impl Dictionary {
    /// 論理表一式から辞書を構築します。
    ///
    /// 構築時に[`Self::validate`]と同じ整合性検査が行われます。
    #[allow(clippy::too_many_arguments)]
    pub fn from_tables(
        morphs: Vec<Morph>,
        pos_table: PosTable,
        contents_meta: ContentsMeta,
        contents: Vec<Vec<String>>,
        connection: ConnectionMatrix,
        index: DoubleArray,
        char_table: CharTable,
        unk: UnknownDict,
        info: Option<DictInfo>,
    ) -> Result<Self> {
        let dict = Self {
            morphs,
            pos_table,
            contents_meta,
            contents,
            connection,
            index,
            char_table,
            unk,
            info,
        };
        dict.validate()?;
        Ok(dict)
    }

    /// リーダーから辞書を読み込みます。
    ///
    /// # エラー
    ///
    /// マジックバイトの不一致、デコード失敗、整合性検査の失敗で
    /// [`WakachiError`]を返します。
    pub fn read<R>(mut rdr: R) -> Result<Self>
    where
        R: Read,
    {
        let mut magic = [0u8; MODEL_MAGIC_LEN];
        rdr.read_exact(&mut magic)?;
        if magic != MODEL_MAGIC {
            return Err(WakachiError::invalid_format(
                "dictionary",
                "unexpected magic bytes; not a wakachi dictionary archive",
            ));
        }
        let dict: Self = bincode::decode_from_std_read(&mut rdr, bincode_config())?;
        dict.validate()?;
        Ok(dict)
    }

    /// ライターに辞書アーカイブを書き出します。
    pub fn write<W>(&self, mut wtr: W) -> Result<()>
    where
        W: Write,
    {
        wtr.write_all(MODEL_MAGIC)?;
        bincode::encode_into_std_write(self, &mut wtr, bincode_config())?;
        Ok(())
    }

    /// アーカイブファイルから辞書を読み込みます。
    ///
    /// # エラー
    ///
    /// ファイルが空、または[`MAX_MODEL_SIZE`]を超える場合は読み込みを
    /// 試みずに拒否します。
    pub fn from_path<P>(path: P) -> Result<Self>
    where
        P: AsRef<Path>,
    {
        let path = path.as_ref();
        let metadata = std::fs::metadata(path)?;
        if metadata.len() == 0 {
            return Err(WakachiError::invalid_argument(
                "path",
                format!("dictionary file is empty: {}", path.display()),
            ));
        }
        if metadata.len() > MAX_MODEL_SIZE {
            return Err(WakachiError::invalid_argument(
                "path",
                format!(
                    "dictionary file exceeds {} bytes: {}",
                    MAX_MODEL_SIZE,
                    path.display()
                ),
            ));
        }
        let reader = BufReader::new(File::open(path)?);
        Self::read(reader)
    }

    /// 候補パスを順に試して辞書を読み込み、すべて失敗した場合は
    /// 組み込みフォールバック辞書を返します。
    ///
    /// # 引数
    ///
    /// * `candidates` - 試行するアーカイブパスの列
    ///
    /// # 戻り値
    ///
    /// 読み込まれた辞書と、フォールバックが使われたかどうか
    pub fn locate_or_fallback(candidates: &[PathBuf]) -> (Self, bool) {
        for path in candidates {
            if !path.exists() {
                continue;
            }
            match Self::from_path(path) {
                Ok(dict) => {
                    info!(path = %path.display(), "loaded dictionary archive");
                    return (dict, false);
                }
                Err(err) => {
                    warn!(path = %path.display(), %err, "failed to load dictionary archive");
                }
            }
        }
        info!("no dictionary archive found; using the built-in fallback dictionary");
        (Self::fallback(), true)
    }

    /// 既定の辞書アーカイブ候補パスを返します。
    ///
    /// 環境変数`WAKACHI_DICT_PATH`が設定されていれば先頭に置かれます。
    pub fn default_paths() -> Vec<PathBuf> {
        let mut paths = Vec::new();
        if let Ok(env_path) = std::env::var("WAKACHI_DICT_PATH") {
            if !env_path.is_empty() {
                paths.push(PathBuf::from(env_path));
            }
        }
        paths.push(PathBuf::from("data/system.dict"));
        paths.push(PathBuf::from("/usr/local/share/wakachi/system.dict"));
        paths.push(PathBuf::from("/usr/share/wakachi/system.dict"));
        paths
    }

    /// 辞書の整合性を検査します。
    ///
    /// 接続行列の次元不一致や索引の範囲逸脱はアーカイブ破損として
    /// 読み込み時に拒否されます。解析パスでは検査は行われません。
    pub fn validate(&self) -> Result<()> {
        let expected = self.connection.rows() as usize * self.connection.cols() as usize;
        if self.connection.len() != expected {
            return Err(WakachiError::invalid_format(
                "connection",
                format!(
                    "connection matrix length {} does not match {}x{}",
                    self.connection.len(),
                    self.connection.rows(),
                    self.connection.cols()
                ),
            ));
        }
        for (id, entry) in self.pos_table.entries.iter().enumerate() {
            for &name_idx in entry {
                if name_idx as usize >= self.pos_table.names.len() {
                    return Err(WakachiError::invalid_format(
                        "pos_table",
                        format!("entry {id} references unknown pos name {name_idx}"),
                    ));
                }
            }
        }
        for category in 0..CharCategory::COUNT as i32 {
            let category = CharCategory::from_u8(category as u8);
            if let Some(base_id) = self.unk.base_id(category) {
                let last = base_id + self.unk.dup_count(category);
                if base_id < 0 || last as usize >= self.unk.morphs.len() {
                    return Err(WakachiError::invalid_format(
                        "unk",
                        format!("category {category:?} references morph range {base_id}..={last} out of bounds"),
                    ));
                }
            }
        }
        Ok(())
    }

    /// 形態素パラメータを返します。範囲外のIDは既定値（すべて0）です。
    #[inline(always)]
    pub fn morph(&self, id: i32) -> Morph {
        usize::try_from(id)
            .ok()
            .and_then(|i| self.morphs.get(i))
            .copied()
            .unwrap_or_default()
    }

    /// 登録形態素数を返します。
    #[inline(always)]
    pub fn num_morphs(&self) -> usize {
        self.morphs.len()
    }

    /// 形態素の素性行を返します。範囲外のIDは空です。
    #[inline(always)]
    pub fn content(&self, id: i32) -> &[String] {
        usize::try_from(id)
            .ok()
            .and_then(|i| self.contents.get(i))
            .map(Vec::as_slice)
            .unwrap_or(&[])
    }

    /// 品詞表への参照を返します。
    #[inline(always)]
    pub fn pos_table(&self) -> &PosTable {
        &self.pos_table
    }

    /// 素性表メタデータへの参照を返します。
    #[inline(always)]
    pub fn contents_meta(&self) -> &ContentsMeta {
        &self.contents_meta
    }

    /// 接続コスト行列への参照を返します。
    #[inline(always)]
    pub fn connection(&self) -> &ConnectionMatrix {
        &self.connection
    }

    /// 表層形索引への参照を返します。
    #[inline(always)]
    pub fn index(&self) -> &DoubleArray {
        &self.index
    }

    /// 文字カテゴリ表への参照を返します。
    #[inline(always)]
    pub fn char_table(&self) -> &CharTable {
        &self.char_table
    }

    /// 未知語辞書への参照を返します。
    #[inline(always)]
    pub fn unknown(&self) -> &UnknownDict {
        &self.unk
    }

    /// 辞書のメタ情報を返します。
    #[inline(always)]
    pub fn info(&self) -> Option<&DictInfo> {
        self.info.as_ref()
    }

    /// 表層形の完全一致検索を行い、対応する形態素ID列を返します。
    pub fn lookup_ids(&self, surface: &str) -> Vec<i32> {
        self.index.search(surface.as_bytes())
    }

    /// 組み込みフォールバック辞書を構築します。
    ///
    /// アーカイブが見つからない場合でも解析器を機能させ続けるための
    /// 最小限の辞書です。基本多言語面の文字分類、カテゴリごとの未知語
    /// エントリ、少数の頻出語を含みます。
    pub fn fallback() -> Self {
        // Context ids: 0 = boundary, 1 = noun, 2 = particle.
        let rows = 3u32;
        let cols = 3u32;
        // Stored transposed: vec[rows * col + row].
        let connection = ConnectionMatrix::new(
            rows,
            cols,
            vec![
                0, 0, 0, // col 0
                0, 300, -100, // col 1
                0, -100, 500, // col 2
            ],
        );

        let noun = |weight| Morph::new(1, 1, weight);
        let particle = |weight| Morph::new(2, 2, weight);

        // Sorted by the UTF-8 byte order of the surfaces.
        let lexicon: Vec<(&str, Morph, Vec<u32>, Vec<&str>)> = vec![
            ("うち", noun(2500), vec![0], vec!["名詞", "一般", "うち", "ウチ", "ウチ"]),
            ("すもも", noun(2000), vec![0], vec!["名詞", "一般", "すもも", "スモモ", "スモモ"]),
            ("の", particle(1000), vec![1], vec!["助詞", "連体化", "の", "ノ", "ノ"]),
            ("も", particle(1200), vec![1], vec!["助詞", "係助詞", "も", "モ", "モ"]),
            ("もも", noun(2000), vec![0], vec!["名詞", "一般", "もも", "モモ", "モモ"]),
            ("日本", noun(2000), vec![0], vec!["名詞", "固有名詞", "日本", "ニッポン", "ニッポン"]),
            ("東京", noun(2000), vec![0], vec!["名詞", "固有名詞", "東京", "トウキョウ", "トーキョー"]),
            ("犬", noun(2500), vec![0], vec!["名詞", "一般", "犬", "イヌ", "イヌ"]),
            ("猫", noun(2500), vec![0], vec!["名詞", "一般", "猫", "ネコ", "ネコ"]),
            ("都", noun(2900), vec![0], vec!["名詞", "接尾", "都", "ト", "ト"]),
        ];

        let keys: Vec<(&str, i32, i32)> = lexicon
            .iter()
            .enumerate()
            .map(|(i, (surface, _, _, _))| (*surface, i as i32, 0))
            .collect();
        let index = DoubleArray::from_entries(&keys);

        let morphs: Vec<Morph> = lexicon.iter().map(|(_, m, _, _)| *m).collect();
        let pos_entries: Vec<Vec<u32>> = lexicon.iter().map(|(_, _, e, _)| e.clone()).collect();
        let contents: Vec<Vec<String>> = lexicon
            .iter()
            .map(|(_, _, _, row)| row.iter().map(|s| s.to_string()).collect())
            .collect();

        let pos_table = PosTable {
            names: vec!["名詞".to_string(), "助詞".to_string()],
            entries: pos_entries,
        };

        let mut contents_meta = ContentsMeta::default();
        contents_meta.insert(POS_START_INDEX, 0);
        contents_meta.insert(POS_HIERARCHY, 2);
        contents_meta.insert(BASE_FORM_INDEX, 2);
        contents_meta.insert(READING_INDEX, 3);
        contents_meta.insert(PRONUNCIATION_INDEX, 4);

        let dict = Self {
            morphs,
            pos_table,
            contents_meta,
            contents,
            connection,
            index,
            char_table: Self::fallback_char_table(),
            unk: Self::fallback_unknown_dict(),
            info: Some(DictInfo {
                name: "wakachi built-in".to_string(),
                src: "fallback".to_string(),
            }),
        };
        debug_assert!(dict.validate().is_ok());
        dict
    }

    fn fallback_char_table() -> CharTable {
        let mut category = vec![CharCategory::Default as u8; 0x10000];
        let mut set = |range: std::ops::RangeInclusive<u32>, cat: CharCategory| {
            for cp in range {
                category[cp as usize] = cat as u8;
            }
        };

        set(0x0020..=0x0020, CharCategory::Space);
        set(0x3000..=0x3000, CharCategory::Space);
        set(0x0030..=0x0039, CharCategory::Numeric);
        set(0x0041..=0x005A, CharCategory::Alpha);
        set(0x0061..=0x007A, CharCategory::Alpha);
        set(0x0021..=0x002F, CharCategory::Symbol);
        set(0x003A..=0x0040, CharCategory::Symbol);
        set(0x005B..=0x0060, CharCategory::Symbol);
        set(0x007B..=0x007E, CharCategory::Symbol);
        set(0x0370..=0x03FF, CharCategory::Greek);
        set(0x0400..=0x04FF, CharCategory::Cyrillic);
        set(0x3041..=0x309F, CharCategory::Hiragana);
        set(0x30A0..=0x30FF, CharCategory::Katakana);
        set(0x31F0..=0x31FF, CharCategory::Katakana);
        set(0xFF66..=0xFF9F, CharCategory::Katakana);
        set(0x3005..=0x3007, CharCategory::Kanji);
        set(0x3400..=0x4DBF, CharCategory::Kanji);
        set(0x4E00..=0x9FFF, CharCategory::Kanji);
        set(0xF900..=0xFAFF, CharCategory::Kanji);

        let invoke = vec![true; CharCategory::COUNT];
        let mut group = vec![false; CharCategory::COUNT];
        group[CharCategory::Numeric as usize] = true;
        group[CharCategory::Alpha as usize] = true;
        group[CharCategory::Hiragana as usize] = true;
        group[CharCategory::Katakana as usize] = true;
        group[CharCategory::Kanji as usize] = true;

        CharTable::from_raw(category, invoke, group)
    }

    fn fallback_unknown_dict() -> UnknownDict {
        // One unknown entry per character category, id = category value.
        let morphs = vec![
            Morph::new(1, 1, 1000), // Default
            Morph::new(0, 0, 500),  // Space
            Morph::new(1, 1, 1500), // Numeric
            Morph::new(1, 1, 2000), // Alpha
            Morph::new(0, 0, 3000), // Symbol
            Morph::new(2, 2, 800),  // Hiragana
            Morph::new(1, 1, 1200), // Katakana
            Morph::new(1, 1, 1000), // Kanji
            Morph::new(1, 1, 2000), // Greek
            Morph::new(1, 1, 2000), // Cyrillic
        ];
        let rows: Vec<Vec<&str>> = vec![
            vec!["名詞", "一般", "*", "*", "*"],
            vec!["記号", "空白", "*", "*", "*"],
            vec!["名詞", "数", "*", "*", "*"],
            vec!["名詞", "固有名詞", "*", "*", "*"],
            vec!["記号", "一般", "*", "*", "*"],
            vec!["助詞", "格助詞", "*", "*", "*"],
            vec!["名詞", "一般", "*", "*", "*"],
            vec!["名詞", "一般", "*", "*", "*"],
            vec!["名詞", "固有名詞", "*", "*", "*"],
            vec!["名詞", "固有名詞", "*", "*", "*"],
        ];
        let contents = rows
            .into_iter()
            .map(|row| row.into_iter().map(str::to_string).collect())
            .collect();

        let mut index = HashMap::new();
        let index_dup = HashMap::new();
        for category in 0..CharCategory::COUNT as i32 {
            index.insert(category, category);
        }

        let mut contents_meta = ContentsMeta::default();
        contents_meta.insert(POS_START_INDEX, 0);
        contents_meta.insert(POS_HIERARCHY, 2);

        UnknownDict::from_raw(morphs, index, index_dup, contents_meta, contents)
    }
}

——

• WORK INSTRUCTION: Every line in the listing above that mentions "metadata" should be returned.

• EXERCISE RESULT:
        let metadata = std::fs::metadata(path)?;
        if metadata.len() == 0 {
        if metadata.len() > MAX_MODEL_SIZE {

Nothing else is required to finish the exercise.